Background information
- Born: Royden Dickey Lipscomb September 21, 1936 (age 89) Memphis, Tennessee, U.S.
- Origin: Nashville, Tennessee, U.S.
- Genres: Country
- Occupation: Singer-songwriter
- Instruments: Guitar, vocals
- Years active: 1957–present
- Labels: Tampa, Sun, Smash, TCF Hall, RCA, Mercury

= Dickey Lee =

American singer-songwriter (born 1936)

Royden Dickey Lipscomb (born September 21, 1936), known professionally as Dickey Lee (sometimes misspelled Dickie or Dicky), is an American pop/country singer and songwriter, best known for the 1960s teenage tragedy songs "Patches" and "Laurie (Strange Things Happen)". He also has a number of hit songs on the country charts in the 1970s, including "Rocky" and "9,999,999 Tears", and has written or co-written songs recorded by other singers, such as "She Thinks I Still Care", "The Door Is Always Open" and "The Keeper of the Stars".

==Career==
Lee formed a country trio while he was still at school at the age of 16, performing at his school and local functions. In 1957–1958,
Lee made his first two recordings, "Dream Boy" and "Stay True Baby", in his hometown of Memphis for Tampa Records, later released two songs for Sun Records in, although the song were only regional hits. He moved to Texas, and achieved his first chart success in 1962, when his composition with Steve Duffy "She Thinks I Still Care" was a hit for George Jones (later recorded by Elvis Presley, Connie Francis, Leon Russell, and later Anne Murray as "He Thinks I Still Care"). Glen Campbell also recorded it for his final album, Adios, and the song has remained a country standard.

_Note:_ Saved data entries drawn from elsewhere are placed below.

//! Error types for the token supply tracker
//!
//! This module defines all error types that can occur while replaying transfers.
//! Errors are designed to be descriptive and user-friendly for CLI output.
//!
//! # Error Categories
//!
//! - **File I/O Errors**: File not found, permission denied, etc.
//! - **CSV Parsing Errors**: Malformed CSV, invalid data types, etc.
//! - **Malformed Events**: Bad addresses, negative or unparseable amounts,
//!   transfers for a token nobody configured. Fatal to the event only.
//! - **Store Errors**: A holder or supply write failed. The event is aborted
//!   and the failure is surfaced to whoever delivered it.
//!
//! Balances or aggregates going negative are *not* errors; see
//! [`Underflow`](crate::types::Underflow).

use std::io;
use std::path::Path;
use thiserror::Error;

/// Main error type for the supply tracker
#[derive(Debug, Clone, PartialEq, Error)]
pub enum SupplyError {
    /// File not found at the specified path
    #[error("File not found: {path}")]
    FileNotFound {
        /// The path that was not found
        path: String,
    },

    /// I/O error occurred while reading or writing files
    #[error("I/O error: {message}")]
    IoError {
        /// Description of the I/O error
        message: String,
    },

    /// CSV parsing error occurred
    ///
    /// Recoverable: the record is skipped and replay continues.
    #[error("CSV parse error{}: {message}", line.map(|l| format!(" at line {}", l)).unwrap_or_default())]
    ParseError {
        /// Line number where the error occurred (if available)
        line: Option<u64>,
        /// Description of the parsing error
        message: String,
    },

    /// Address is not 20 bytes of 0x-prefixed hex
    #[error("Invalid address '{input}': {reason}")]
    InvalidAddress {
        /// The offending input
        input: String,
        /// Why it was rejected
        reason: String,
    },

    /// Amount is not a base-10 integer, or does not fit in 256 bits
    #[error("Invalid amount '{amount}'")]
    InvalidAmount {
        /// The invalid amount string
        amount: String,
    },

    /// Amount parsed but is below zero
    #[error("Negative amount {amount} in transfer from {from} to {to}")]
    NegativeAmount {
        /// Decimal rendering of the amount
        amount: String,
        /// Sender address
        from: String,
        /// Receiver address
        to: String,
    },

    /// Transfer references a token with no configured deployment
    #[error("No deployment configured for token {token}")]
    UnknownToken {
        /// The token identity from the event
        token: String,
    },

    /// A store read or write failed
    ///
    /// Not recoverable within the engine: processing of the event stops and
    /// the error propagates to the event source.
    #[error("Store failure during {operation} for {key}: {message}")]
    StoreFailure {
        /// Store operation that failed (get, put, get_or_init)
        operation: String,
        /// Record key involved
        key: String,
        /// Backend-specific description
        message: String,
    },
}

impl From<std::io::Error> for SupplyError {
    fn from(error: std::io::Error) -> Self {
        SupplyError::IoError {
            message: error.to_string(),
        }
    }
}

impl From<csv::Error> for SupplyError {
    fn from(error: csv::Error) -> Self {
        let line = error.position().map(|pos| pos.line());

        SupplyError::ParseError {
            line,
            message: error.to_string(),
        }
    }
}

impl SupplyError {
    /// Map a failure to open `path` to `FileNotFound` or `IoError`
    pub fn file_open(path: &Path, error: io::Error) -> Self {
        match error.kind() {
            io::ErrorKind::NotFound => SupplyError::FileNotFound {
                path: path.display().to_string(),
            },
            _ => error.into(),
        }
    }

    /// Create a ParseError error
    pub fn parse_error(line: Option<u64>, message: &str) -> Self {
        SupplyError::ParseError {
            line,
            message: message.to_string(),
        }
    }

    /// Attach a line number to a `ParseError` that has none
    ///
    /// Other variants are returned unchanged.
    pub fn at_line(self, line: u64) -> Self {
        match self {
            SupplyError::ParseError {
                line: None,
                message,
            } => SupplyError::ParseError {
                line: Some(line),
                message,
            },
            other => other,
        }
    }

    /// Create an InvalidAddress error
    pub fn invalid_address(input: &str, reason: &str) -> Self {
        SupplyError::InvalidAddress {
            input: input.to_string(),
            reason: reason.to_string(),
        }
    }

    /// Create an InvalidAmount error
    pub fn invalid_amount(amount: &str) -> Self {
        SupplyError::InvalidAmount {
            amount: amount.to_string(),
        }
    }

    /// Create a NegativeAmount error
    pub fn negative_amount(amount: &str, from: &str, to: &str) -> Self {
        SupplyError::NegativeAmount {
            amount: amount.to_string(),
            from: from.to_string(),
            to: to.to_string(),
        }
    }

    /// Create an UnknownToken error
    pub fn unknown_token(token: &str) -> Self {
        SupplyError::UnknownToken {
            token: token.to_string(),
        }
    }

    /// Create a StoreFailure error
    pub fn store_failure(operation: &str, key: &str, message: &str) -> Self {
        SupplyError::StoreFailure {
            operation: operation.to_string(),
            key: key.to_string(),
            message: message.to_string(),
        }
    }

    /// Whether this error rejects a single event rather than the whole replay
    pub fn is_malformed_event(&self) -> bool {
        matches!(
            self,
            SupplyError::ParseError { .. }
                | SupplyError::InvalidAddress { .. }
                | SupplyError::InvalidAmount { .. }
                | SupplyError::NegativeAmount { .. }
                | SupplyError::UnknownToken { .. }
        )
    }
}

Later that year, "Patches", written by Barry Mann and Larry Kobler and recorded by Lee for Smash Records, rose to No. 6. The song tells in waltz-time the story of teenage lovers of different social classes whose parents forbid their love. The girl drowns herself in the "dirty old river". The singer concludes: "It may not be right, but I'll join you tonight/ Patches I'm coming to you." Because of the teen suicide theme, the song was banned by a number of radio stations. However, it sold over one million copies and was awarded a gold disc. It is in this period that he changed his name legally from Royden Dickey Lipscomb to Dickey Lee after a man of a similar name attempted to sue him for using his name.

Lee had a No. 14 hit in 1963 with a song he co-wrote, a conventional rocker, "I Saw Linda Yesterday". In 1965, he returned to teen tragedy with "Laurie (Strange Things Happen)", a song related to the urban legends known as the vanishing hitchhiker and Resurrection Mary. He focused primarily on production and songwriting in the late '60s.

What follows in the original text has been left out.